Problem 1: Missing Heritability and Rare Variants (40 pts)

Recall (Young 2019): “The first challenge is one of precision. The information used to estimate heritability from rare variants by GREML-WGS comes from the variation in sharing of rare variants among distantly related pairs of individuals. However, distantly related individuals typically do not share any particular rare variant, so the variation in rare variant sharing is low. This means that large samples with high quality WGS data are required to obtain precise estimates, and such samples are not common yet. Based on the only existing application of GREML-WGS, a sample size of ~40,000 would produce estimates precise enough to be statistically distinguished from other heritability estimates. It is likely that this challenge will be overcome shortly, since samples of similar magnitude already exist.”
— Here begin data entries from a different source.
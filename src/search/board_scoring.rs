//! Static board evaluation.
//!
//! Scores are taken from the point of view of one side: positive is good for
//! that side. Material plus small square bonuses, with checkmate pinned to
//! the infinities. Every term is added with a sign and in a fixed order, so
//! the score from the other side is the exact negation.

use crate::errors::ChessResult;
use crate::game_state::board::Board;
use crate::game_state::chess_types::{Color, PieceKind, Position};
use crate::move_generation::legal_move_checks::is_checkmate;

pub const PAWN_VALUE: f64 = 1.0;
pub const KNIGHT_VALUE: f64 = 3.0;
pub const BISHOP_VALUE: f64 = 3.0;
pub const ROOK_VALUE: f64 = 5.0;
pub const QUEEN_VALUE: f64 = 9.0;
pub const CHECKMATE_VALUE: f64 = f64::INFINITY;

pub const CENTER_BONUS: f64 = 0.25;
pub const EDGE_PENALTY: f64 = -0.25;

/// Kings carry no material; mate is scored separately.
#[inline]
pub const fn piece_value(kind: PieceKind) -> f64 {
    match kind {
        PieceKind::Pawn => PAWN_VALUE,
        PieceKind::Knight => KNIGHT_VALUE,
        PieceKind::Bishop => BISHOP_VALUE,
        PieceKind::Rook => ROOK_VALUE,
        PieceKind::Queen => QUEEN_VALUE,
        PieceKind::King => 0.0,
    }
}

/// The 4x4 block c3..f6.
#[inline]
pub fn is_center_square(position: Position) -> bool {
    (2..=5).contains(&position.file) && (2..=5).contains(&position.rank)
}

/// The two ranks nearest either side's back edge.
#[inline]
pub fn is_edge_square(position: Position) -> bool {
    matches!(position.rank, 0 | 1 | 6 | 7)
}

/// Value of `board` for the side that just moved.
///
/// `+inf` when the opponent is checkmated, `-inf` when `just_moved` is.
pub fn board_value(board: &Board, just_moved: Color) -> ChessResult<f64> {
    if is_checkmate(board, just_moved.opposite())? {
        return Ok(CHECKMATE_VALUE);
    }
    if is_checkmate(board, just_moved)? {
        return Ok(-CHECKMATE_VALUE);
    }

    let mut value = 0.0f64;
    for piece in board.pieces() {
        let sign = if piece.color == just_moved { 1.0 } else { -1.0 };
        value += sign * piece_value(piece.kind);
        if is_center_square(piece.position) {
            value += sign * CENTER_BONUS;
        }
        if is_edge_square(piece.position) {
            value += sign * EDGE_PENALTY;
        }
    }
    Ok(value)
}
Assume the probability that two distantly related individuals share a rare variant is p=0.001. Assume a sample size of n=40,000 individuals.
1. Calculate the expected number of pairs of individuals in this sample who share a rare variant. How many total pairs of individuals exist in the sample?
2. If we estimate that rare variants contribute h^2_{\text{rare}}=0.10 to heritability, calculate the standard error of this estimate given the sample size. Use the formula \text{SE}(h^2) \approx \frac{2}{\sqrt{n_{\text{eff}}}}, where n_{\text{eff}} is the effective number of independent observations (approximately the number of pairs sharing rare variants).
3. Calculate a 95% confidence interval for the heritability estimate. Does this confidence interval allow us to distinguish between h^2_{\text{rare}}=0.10 and h^2_{\text{common}}=0.25
Briefly explain in 2-3 sentences how the “missing heritability” problem relates to rare variants, and why larger samples with whole-genome sequencing may be needed to resolve this question.

Problem 2: Parent–offspring regression with assortative mating (40 pts)

Let Y=A+E with \operatorname{Var}(A)=\sigma_A^2, \operatorname{Var}(E)=\sigma_E^2, random environments, and phenotypic mate correlation \operatorname{corr}(Y_{\text{father}},Y_{\text{mother}})=r_m.

Show that \operatorname{Var}(Y_{\text{mid-parent}})=\frac{1}{2}(1+r_m)\operatorname{Var}(Y).
Given the regression slope \beta=\frac{\operatorname{Cov}(Y_o,Y_{mp})}{\operatorname{Var}(Y_{mp})}, show that \beta \;=\; \frac{\sigma_A^2}{\sigma_A^2+\sigma_E^2}\cdot\frac{1}{1+r_m} \;=\; \frac{h^2}{1+r_m}. Interpret the direction of bias in \beta for r_m>0.
For h^2=0.5, compute \beta for r_m=0,0.1,0.3,0.5. Comment on the practical impact of assortative mating on parent–offspring regression.

Problem 3: Derivation of Falconer’s Formula from the ACE Model (20 pts)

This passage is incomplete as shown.